The paper presents the semantic model of logical content processing in the environment of tabooed sentences. Such sentences occur both in academic and colloquial discourses. They can be interpreted as infected formulas with the value of an insult. The proposed model assumes that the inferential mechanism of argumentative activities realised in discourses in the environment of such formulas is based on Bochvar's logical matrices and Kripke’s possible worlds semantic structures. This mechanism is determined by semantic consequence operators of three types. The presented theory can be viewed as a formal tool for reconstructing the logical mental mechanism which stops deductive actions aiming at the development of narrative worlds in discourse practices during epistemic wars. It postulates that these practices, which occur in processes of developing science, are governed by special logical mechanisms of inference.

Disclosure statement

No potential conflict of interest was reported by the author(s).

Notes

1 The author of this article was accused in academic disciplinary proceedings for publicly presenting arguments during logic classes in favour of the conclusion that female breasts are functionally used for sex rather than for feeding infants. The author referred to the facts that in his country, on average, a woman gives birth to 1.5 children, which determines the lactation period of about 2 years. This number clearly contrasts with the average length of women's sexual activity. A disciplinary case against the author was initiated at the request of a left-wing member of the Polish parliament. One can imagine a situation that in the future, publishing this type of logically correct argumentation on the Internet will be algorithmically banned by AI systems due to violating certain taboos. Ideological guards will then not have to take actions on the discourse aimed at punishing participants who violate the taboo. Artificial intelligence systems will be able to do this for them. They will be able to play the role of ideological guards, consisting in controlling the political correctness of produced discourses. Therefore, the aim of this text is to initiate a discussion among logicians on the risk of implementing taboo logical mechanisms into AI systems.

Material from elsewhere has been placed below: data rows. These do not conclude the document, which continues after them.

//! Tools menu definition.
//!
//! The command strings are handed to the host's script console as is; this
//! crate never runs them.

use schemars::JsonSchema;
use serde::{Deserialize, Serialize};

/// Named, ordered list of menu entries.
#[derive(Debug, Clone, Serialize, Deserialize, JsonSchema, PartialEq)]
#[serde(default)]
pub struct ScriptsMenu {
    pub name: String,
    pub definition: Vec<MenuItem>,
}

impl Default for ScriptsMenu {
    fn default() -> Self {
        Self {
            name: "OpenPype Tools".to_string(),
            definition: vec![MenuItem {
                item_type: MenuItemType::Action,
                sourcetype: SourceType::Python,
                title: "OpenPype Docs".to_string(),
                command: "import webbrowser;webbrowser.open(url='https://openpype.io/docs/artist_hosts_hiero')"
                    .to_string(),
                tooltip: "Open the OpenPype Hiero user doc page".to_string(),
            }],
        }
    }
}

/// Kind of menu entry.
#[derive(Debug, Clone, Copy, Default, Serialize, Deserialize, JsonSchema, PartialEq, Eq)]
#[serde(rename_all = "lowercase")]
pub enum MenuItemType {
    #[default]
    Action,
    Separator,
}

/// Language the command string is written in.
#[derive(Debug, Clone, Copy, Default, Serialize, Deserialize, JsonSchema, PartialEq, Eq)]
#[serde(rename_all = "lowercase")]
pub enum SourceType {
    #[default]
    Python,
    /// `command` is a path to a script file.
    File,
}

/// One entry of the tools menu.
#[derive(Default, Debug, Clone, Serialize, Deserialize, JsonSchema, PartialEq)]
#[serde(default)]
pub struct MenuItem {
    #[serde(rename = "type")]
    pub item_type: MenuItemType,
    pub sourcetype: SourceType,
    pub title: String,
    pub command: String,
    pub tooltip: String,
}

impl ScriptsMenu {
    /// Entries that carry a command, in menu order.
    pub fn actions(&self) -> impl Iterator<Item = &MenuItem> {
        self.definition
            .iter()
            .filter(|item| item.item_type == MenuItemType::Action)
    }

    pub fn find(&self, title: &str) -> Option<&MenuItem> {
        self.actions().find(|item| item.title == title)
    }
}

#[cfg(test)]
mod tests {
    use serde_json::json;

    use super::*;

    #[test]
    fn test_item_wire_names() {
        let item: MenuItem = serde_json::from_value(json!({
            "type": "action",
            "sourcetype": "file",
            "title": "Publish",
            "command": "/studio/scripts/publish.py",
            "tooltip": ""
        }))
        .unwrap();
        assert_eq!(item.item_type, MenuItemType::Action);
        assert_eq!(item.sourcetype, SourceType::File);
    }

    #[test]
    fn test_actions_skip_separators() {
        let menu: ScriptsMenu = serde_json::from_value(json!({
            "name": "Tools",
            "definition": [
                {"type": "action", "title": "A", "command": "a()"},
                {"type": "separator"},
                {"type": "action", "title": "B", "command": "b()"}
            ]
        }))
        .unwrap();
        let titles: Vec<_> = menu.actions().map(|i| i.title.as_str()).collect();
        assert_eq!(titles, ["A", "B"]);
        assert_eq!(menu.find("B").map(|i| i.command.as_str()), Some("b()"));
        assert!(menu.find("C").is_none());
    }

    #[test]
    fn test_unknown_item_type_is_rejected() {
        let r: Result<MenuItem, _> = serde_json::from_value(json!({"type": "submenu"}));
        assert!(r.is_err());
    }
}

2 The phenomenon of forbidding language users, under a penalty, to express certain meanings or refer to various fragments of reality is known as a linguistic taboo. Currently, the number of scientific papers on taboos in various research contexts can be estimated at several hundred items. Linguists point out that the taboo phenomenon appears in the use of euphemisms and dysphemisms (Allan & Burridge, Citation2006, pp. 29–54; Allan, Citation2018; Pedraza Pizarro, Citation2018), in swearing and slurring (Jay & Janschewitz, Citation2008; Croom, Citation2011; Croom, Citation2014; Allan, Citation2015; Archer, Citation2015), and in derogatory speech (Hom, Citation2010). Other studies concern the ways of expressing taboo meanings or the ways of referring toward tabooed reality. Here are some examples: sexual preferences (Crespo-Fernández, Citation2018), homophobia (Sabatini, Citation2018), gender or sex (De Klerk, Citation1992; Crespo-Fernández, Citation2019), menstruation (Agyekum, Citation2002; Crespo-Fernández, Citation2019), death and diseases (Wildfeuer et al., Citation2015), ageing (Benczes et al., Citation2018), political correctness (Haslanger, Citation2010; Anderson et al., Citation2012), ideology (Humphfrey, Citation2005; Allan, Citation2019), and others. The taboo phenomenon is multidimensional.

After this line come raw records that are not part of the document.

//! Invariant checks on a loaded settings tree.
//!
//! Serde already rejects wrong types and negative frame numbers; the checks
//! here cover what the type system cannot express.

use std::{collections::HashSet, fmt};

use fancy_regex::Regex;

use crate::{
    create::CreateShotClip, imageio::RegexInputs, load::LoadClip, menu::MenuItemType,
    settings::HieroSettings, template,
};

/// A single broken invariant, located by key path.
#[derive(Debug, Clone, PartialEq, Eq)]
pub struct Issue {
    pub path: String,
    pub message: String,
}

impl Issue {
    pub fn new(path: impl Into<String>, message: impl Into<String>) -> Self {
        Self {
            path: path.into(),
            message: message.into(),
        }
    }
}

impl fmt::Display for Issue {
    fn fmt(&self, f: &mut fmt::Formatter<'_>) -> fmt::Result {
        write!(f, "{}: {}", self.path, self.message)
    }
}

/// Every issue found in `settings`, in document order.
pub fn validate(settings: &HieroSettings) -> Vec<Issue> {
    let mut issues = Vec::new();
    check_regex_inputs(&settings.imageio.regex_inputs, &mut issues);
    check_shot_clip(&settings.create.create_shot_clip, &mut issues);
    check_load_clip(&settings.load.load_clip, &mut issues);
    check_menu(settings, &mut issues);
    issues
}

fn check_regex_inputs(inputs: &RegexInputs, issues: &mut Vec<Issue>) {
    for (i, input) in inputs.inputs.iter().enumerate() {
        let base = format!("imageio.regexInputs.inputs.{i}");
        if input.regex.trim().is_empty() {
            issues.push(Issue::new(format!("{base}.regex"), "regex must not be empty"));
        } else if let Err(e) = Regex::new(&input.regex) {
            issues.push(Issue::new(
                format!("{base}.regex"),
                format!("regex does not compile: {e}"),
            ));
        }
        if input.colorspace.trim().is_empty() {
            issues.push(Issue::new(
                format!("{base}.colorspace"),
                "colorspace must not be empty",
            ));
        }
    }
}

const SHOT_TOKENS: [&str; 5] = ["folder", "episode", "sequence", "track", "shot"];

fn check_shot_clip(clip: &CreateShotClip, issues: &mut Vec<Issue>) {
    let base = "create.CreateShotClip";
    if clip.count_steps == 0 {
        issues.push(Issue::new(
            format!("{base}.countSteps"),
            "step must be positive or every shot gets the same number",
        ));
    }
    for (field, tmpl) in [("hierarchy", &clip.hierarchy), ("clipName", &clip.clip_name)] {
        for key in template::keys(tmpl) {
            if !SHOT_TOKENS.contains(&key.as_str()) {
                issues.push(Issue::new(
                    format!("{base}.{field}"),
                    format!("unknown token '{{{key}}}'"),
                ));
            }
        }
    }
}

fn check_load_clip(clip: &LoadClip, issues: &mut Vec<Issue>) {
    let mut seen = HashSet::new();
    for family in &clip.families {
        if family.trim().is_empty() {
            issues.push(Issue::new("load.LoadClip.families", "empty family name"));
        } else if !seen.insert(family.as_str()) {
            issues.push(Issue::new(
                "load.LoadClip.families",
                format!("duplicate family '{family}'"),
            ));
        }
    }
}

fn check_menu(settings: &HieroSettings, issues: &mut Vec<Issue>) {
    for (i, item) in settings.scriptsmenu.definition.iter().enumerate() {
        if item.item_type == MenuItemType::Action && item.title.trim().is_empty() {
            issues.push(Issue::new(
                format!("scriptsmenu.definition.{i}.title"),
                "action without a title",
            ));
        }
    }
}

3 Masterman (Citation1970) distinguishes at least twenty-one different meanings of the term ‘paradigm’ used by Kuhn in The Structure of Scientific Revolutions. Shapere (Citation1964) asserts that the notion of a paradigm is vague, mysterious, and too general. Kuhn (Citation1974) agreed that he had used the term too widely. The category of the paradigmatic level of discourses, used in this article, refers to the meta-beliefs that instruct scholars on how to construct axioms and hypotheses, deductively or hermeneutically derive theorems, establish facts empirically, interpret them, and justify or reject theories, concepts, hypotheses, theorems, and even descriptions of facts. The paradigmatic level of theory also includes axiological instructions that determine both the hierarchy of research tasks and the area of what is forbidden in scientific and humanities research (mental censors).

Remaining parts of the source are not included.